*WHAT TO PRODUCE:*
Narrow the data below down to the lines containing "Rebuild".

*DATA RECORDS:*
==================================================

impl Chord {
    /// An empty chord.
    pub fn new() -> Self {
        Chord::default()
    }

    /// Build a chord from pitch strings.
    ///
    /// ```
    /// use tertian::Chord;
    ///
    /// let mut chord = Chord::from_pitches(&["C4", "E4", "G4"]).unwrap();
    /// assert_eq!(chord.name(), "C");
    /// ```
    pub fn from_pitches(pitches: &[&str]) -> Result<Self, TertianError> {
        let mut chord = Chord::new();
        for pitch in pitches {
            chord.add_note(Note::new(pitch)?);
        }
        Ok(chord)
    }

    /// Build a chord from existing notes.
    pub fn from_notes(notes: Vec<Note>) -> Self {
        let mut chord = Chord::new();
        for note in notes {
            chord.add_note(note);
        }
        chord
    }

    // ===== Mutators (all clear the stacked flag) ===== //

    /// Append a note. The first note of a chord is flagged not-in-chord,
    /// later ones in-chord; rests are never in-chord.
    pub fn add_note(&mut self, mut note: Note) {
        note.set_in_chord(!self.notes.is_empty());
        self.notes.push(note);
        self.is_stacked = false;
    }

    /// Append a note given as a pitch string.
    pub fn add_pitch(&mut self, pitch: &str) -> Result<(), TertianError> {
        self.add_note(Note::new(pitch)?);
        Ok(())
    }

    /// Insert a note at an insertion-order position.
    pub fn insert_note(&mut self, index: usize, mut note: Note) {
        note.set_in_chord(true);
        let index = index.min(self.notes.len());
        self.notes.insert(index, note);
        self.is_stacked = false;
    }

    /// Remove the note at an insertion-order position.
    pub fn remove_note(&mut self, index: usize) {
        if index < self.notes.len() {
            self.notes.remove(index);
            self.is_stacked = false;
        }
    }

    /// Remove the most recently added note.
    pub fn remove_top_note(&mut self) {
        self.notes.pop();
        self.is_stacked = false;
    }

    /// Transpose every note, preserving each note's accidental family where
    /// the target chroma has a spelling in it, falling back to the natural
    /// family otherwise.
    pub fn transpose(&mut self, semitones: i32) -> Result<(), TertianError> {
        if semitones == 0 {
            return Ok(());
        }
        for note in &mut self.notes {
            let family = Accidental::from_symbol(note.alter_symbol()).unwrap_or_default();
            if note.transpose(semitones, family).is_err() {
                note.transpose(semitones, Accidental::Natural)?;
            }
        }
        self.is_stacked = false;
        Ok(())
    }

    /// Set the duration of every note from a tick count.
    pub fn set_duration_ticks(&mut self, ticks: i32) {
        for note in &mut self.notes {
            note.set_duration_ticks(ticks);
        }
        for note in &mut self.stack {
            note.set_duration_ticks(ticks);
        }
    }

    // ===== Plain queries ===== //

    pub fn size(&self) -> usize {
        self.notes.len()
    }

    pub fn is_empty(&self) -> bool {
        self.notes.is_empty()
    }

    pub fn notes(&self) -> &[Note] {
        &self.notes
    }

    pub fn note(&self, index: usize) -> Option<&Note> {
        self.notes.get(index)
    }

    /// Chord duration: the minimum duration over its notes.
    pub fn duration_ticks(&self) -> i32 {
        self.notes
            .iter()
            .map(Note::duration_ticks)
            .min()
            .unwrap_or(0)
    }

    /// Chord duration in quarter notes.
    pub fn quarter_duration(&self) -> f64 {
        self.notes
            .iter()
            .map(|n| n.duration().quarter_duration())
            .reduce(f64::min)
            .unwrap_or(0.0)
    }

    // ===== Stacking ===== //

    /// True when the current stack matches the current notes.
    pub fn is_stacked_in_thirds(&self) -> bool {
        self.is_stacked
    }

    fn ensure_stacked(&mut self) {
        if !self.is_stacked {
            self.stack_in_thirds();
        }
    }

    /// Rebuild the close stack from the current notes.
    ///
    /// Soft failures (no sounding notes, fewer than three unique pitch
    /// classes) log a warning and leave the previous stack stale with the
    /// stacked flag down.
    pub fn stack_in_thirds(&mut self) {
        self.is_stacked = false;

        let mut sounding: Vec<Note> = self
            .notes
            .iter()
            .filter(|note| note.is_note_on())
            .cloned()
            .collect();
        if sounding.is_empty() {
            warn!("cannot stack an empty chord");
            return;
        }

        sounding.sort_by_key(Note::midi_number);
        self.bass = sounding.first().cloned();

        // Keep one note per pitch class, the lowest-sounding one.
        let mut unique: Vec<Note> = Vec::new();
        for note in sounding {
            if !unique.iter().any(|n| n.pitch_class() == note.pitch_class()) {
                unique.push(note);
            }
        }
        if unique.len() < 3 {
            warn!(
                unique_pitch_classes = unique.len(),
                "chord has fewer than 3 unique pitch classes, leaving it unstacked"
            );
            return;
        }

        // Try each note as the root; the cheapest tertian rotation wins,
        // ties going to the lowest-sounding candidate.
        let mut best: Option<(usize, char, usize)> = None; // (cost, letter, index)
        for (index, candidate) in unique.iter().enumerate() {
            let root_letter = match candidate.step() {
                Some(letter) => letter,
                None => continue,
            };
            let mut cost = 0usize;
            let mut valid = true;
            for note in &unique {
                match note.step().and_then(|l| tertian_distance(root_letter, l)) {
                    Some(distance) => cost += distance,
                    None => {
                        valid = false;
                        break;
                    }
                }
            }
            if valid && best.map_or(true, |(c, _, _)| cost < c) {
                best = Some((cost, root_letter, index));
            }
        }

        let (_, root_letter, _) = match best {
            Some(found) => found,
            None => {
                warn!("no viable root candidate for chord");
                return;
            }
        };

        // Rebuild ascending by rotation distance; on step-letter collisions
        // the first-seen (lowest) note wins.
        let mut slots: [Option<Note>; 7] = Default::default();
        for note in &unique {
            if let Some(distance) = note.step().and_then(|l| tertian_distance(root_letter, l)) {
                if slots[distance].is_none() {
                    slots[distance] = Some(note.clone());
                }
            }
        }

        let octaves = match close_stack_octaves(root_letter) {
            Some(octaves) => octaves,
            None => return,
        };

        let mut stack: Vec<Note> = Vec::new();
        for (distance, slot) in slots.iter().enumerate() {
            if let Some(note) = slot {
                let mut normalized = note.clone();
                if normalized.set_octave(octaves[distance]).is_err() {
                    warn!(pitch = %note.pitch(), "could not normalize stack octave");
                    return;
                }
                stack.push(normalized);
            }
        }

        // Force every member acoustically above its predecessor, in the
        // lowest octave that gets it there. Boundary spellings like B#
        // already sound above a lower-lettered neighbor, so the comparison
        // is on MIDI numbers, not written octaves.
        for i in 1..stack.len() {
            let prev_midi = stack[i - 1].midi_number();
            while stack[i].midi_number() <= prev_midi {
                let octave = stack[i].octave() + 1;
                if stack[i].set_octave(octave).is_err() {
                    warn!(pitch = %stack[i].pitch(), "could not align stack octave");
                    return;
                }
            }
        }

        let root_midi = match stack.first() {
            Some(root) => root.midi_number(),
            None => return,
        };
        self.midi_intervals = stack[1..]
            .iter()
            .map(|note| note.midi_number() - root_midi)
            .collect();
        self.flags = compute_flags(&stack, &self.midi_intervals);
        self.stack = stack;
        self.is_stacked = true;
    }

    /// The close stack, root first. Empty when the chord cannot be stacked.
    pub fn stack(&mut self) -> &[Note] {
        self.ensure_stacked();
        if self.is_stacked {
            &self.stack
        } else {
            &[]
        }
    }

    /// Number of notes in the close stack.
    pub fn stack_size(&mut self) -> usize {
        self.stack().len()
    }

    /// The stacking root.
    pub fn root(&mut self) -> Option<&Note> {
        self.ensure_stacked();
        if self.is_stacked {
            self.stack.first()
        } else {
            None
        }
    }

    /// The lowest sounding note, recorded even when stacking fails.
    pub fn bass_note(&mut self) -> Option<&Note> {
        self.ensure_stacked();
        self.bass.as_ref()
    }

    /// Semitone distances from the root to every later stack member.
    pub fn midi_intervals(&mut self) -> &[i32] {
        self.ensure_stacked();
        if self.is_stacked {
            &self.midi_intervals
        } else {
            &[]
        }
    }

    /// Names of the root-to-member stack intervals.
    pub fn interval_names(&mut self) -> Vec<String> {
        self.ensure_stacked();
        if !self.is_stacked {
            return Vec::new();
        }
        let root = self.stack[0].clone();
        self.stack[1..]
            .iter()
            .filter_map(|note| Interval::from_notes(root.clone(), note.clone()).ok())
            .map(|interval| interval.name())
            .collect()
    }

    // ===== Quality predicates ===== //

    pub fn is_major(&mut self) -> bool {
        self.ensure_stacked();
        self.is_stacked && self.flags.major_third && !self.flags.augmented_fifth
    }

    pub fn is_minor(&mut self) -> bool {
        self.ensure_stacked();
        self.is_stacked && self.flags.minor_third && !self.flags.diminished_fifth
    }

    pub fn is_augmented(&mut self) -> bool {
        self.ensure_stacked();
        self.is_stacked && self.flags.major_third && self.flags.augmented_fifth
    }

    /// The written diminished-seventh chord: minor third, diminished fifth
    /// and the 9-semitone diminished seventh.
    pub fn is_diminished(&mut self) -> bool {
        self.ensure_stacked();
        self.is_stacked
            && self.flags.minor_third
            && self.flags.diminished_fifth
            && self.flags.diminished_seventh
    }

    pub fn is_half_diminished(&mut self) -> bool {
        self.ensure_stacked();
        self.is_stacked && self.flags.minor_third && self.flags.diminished_fifth
    }

    pub fn is_dominant_seventh(&mut self) -> bool {
        self.ensure_stacked();
        self.is_stacked
            && self.flags.major_third
            && !self.flags.diminished_fifth
            && !self.flags.augmented_fifth
            && self.flags.minor_seventh
    }

    /// True when every adjacent stack interval passes the tonal whitelist.
    pub fn is_tonal(&mut self) -> bool {
        self.ensure_stacked();
        if !self.is_stacked {
            return false;
        }
        for pair in self.stack.windows(2) {
            let tonal = Interval::from_notes(pair[0].clone(), pair[1].clone())
                .map(|interval| interval.is_tonal())
                .unwrap_or(false);
            if !tonal {
                return false;
            }
        }
        true
    }

    /// Tonality under a caller-supplied model instead of the builtin
    /// whitelist.
    pub fn is_tonal_with<F>(&mut self, model: F) -> bool
    where
        F: Fn(&mut Chord) -> bool,
    {
        self.ensure_stacked();
        if !self.is_stacked {
            return false;
        }
        model(self)
    }

    // ===== Naming ===== //

    /// Chord name with enharmonic root re-spelling.
    pub fn name(&mut self) -> String {
        self.get_name(true)
    }

    /// Chord name. With `use_enharmonic`, a root whose step distance to the
    /// second stack member is not a third is re-spelled through the opposite
    /// accidental family.
    pub fn get_name(&mut self, use_enharmonic: bool) -> String {
        self.ensure_stacked();
        if !self.is_stacked || !self.is_tonal() {
            warn!("unable to name a non-tonal chord");
            return "non-tonal chord".to_string();
        }

        let flags = self.flags;
        if !flags.minor_third && !flags.major_third {
            return String::new();
        }

        let basic = basic_classification(&flags);

        let ninth = if flags.minor_ninth {
            "9b"
        } else if flags.major_ninth {
            "9"
        } else {
            ""
        };
        let eleventh = if flags.perfect_eleventh {
            "(11)"
        } else if flags.sharp_eleventh {
            "(#11)"
        } else {
            ""
        };
        let thirteenth = if flags.minor_thirteenth {
            "13b"
        } else if flags.major_thirteenth {
            "13"
        } else {
            ""
        };

        let mut root_class = self.stack[0].pitch_class().to_string();
        if use_enharmonic {
            if let Some(respelled) = self.respelled_root() {
                root_class = respelled;
            }
        }

        let mut bass_suffix = String::new();
        if let Some(bass) = &self.bass {
            if bass.pitch_class() != self.stack[0].pitch_class() {
                bass_suffix = format!("/{}", bass.pitch_class());
            }
        }

        format!("{root_class}{basic}{ninth}{eleventh}{thirteenth}{bass_suffix}")
    }

    // A root not a written third below the next stack member is re-spelled
    // through the opposite accidental family; naturals stay put.
    fn respelled_root(&self) -> Option<String> {
        if self.stack.len() < 2 {
            return None;
        }
        let root = &self.stack[0];
        let interval = Interval::from_notes(root.clone(), self.stack[1].clone()).ok()?;
        if interval.pitch_step_interval() == 3 {
            return None;
        }

        let family = Accidental::from_symbol(root.alter_symbol())?;
        let opposite = match family {
            Accidental::Sharp | Accidental::DoubleSharp => Accidental::Flat,
            Accidental::Flat | Accidental::DoubleFlat => Accidental::Sharp,
            Accidental::Natural => return None,
        };

        let respelled = midi_to_pitch(root.midi_number(), opposite).ok()?;
        let components = split_pitch(&respelled).ok()?;
        Some(components.pitch_class)
    }
}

==================================================

*ANSWER SPACE:*
    /// Rebuild the close stack from the current notes.
        // Rebuild ascending by rotation distance; on step-letter collisions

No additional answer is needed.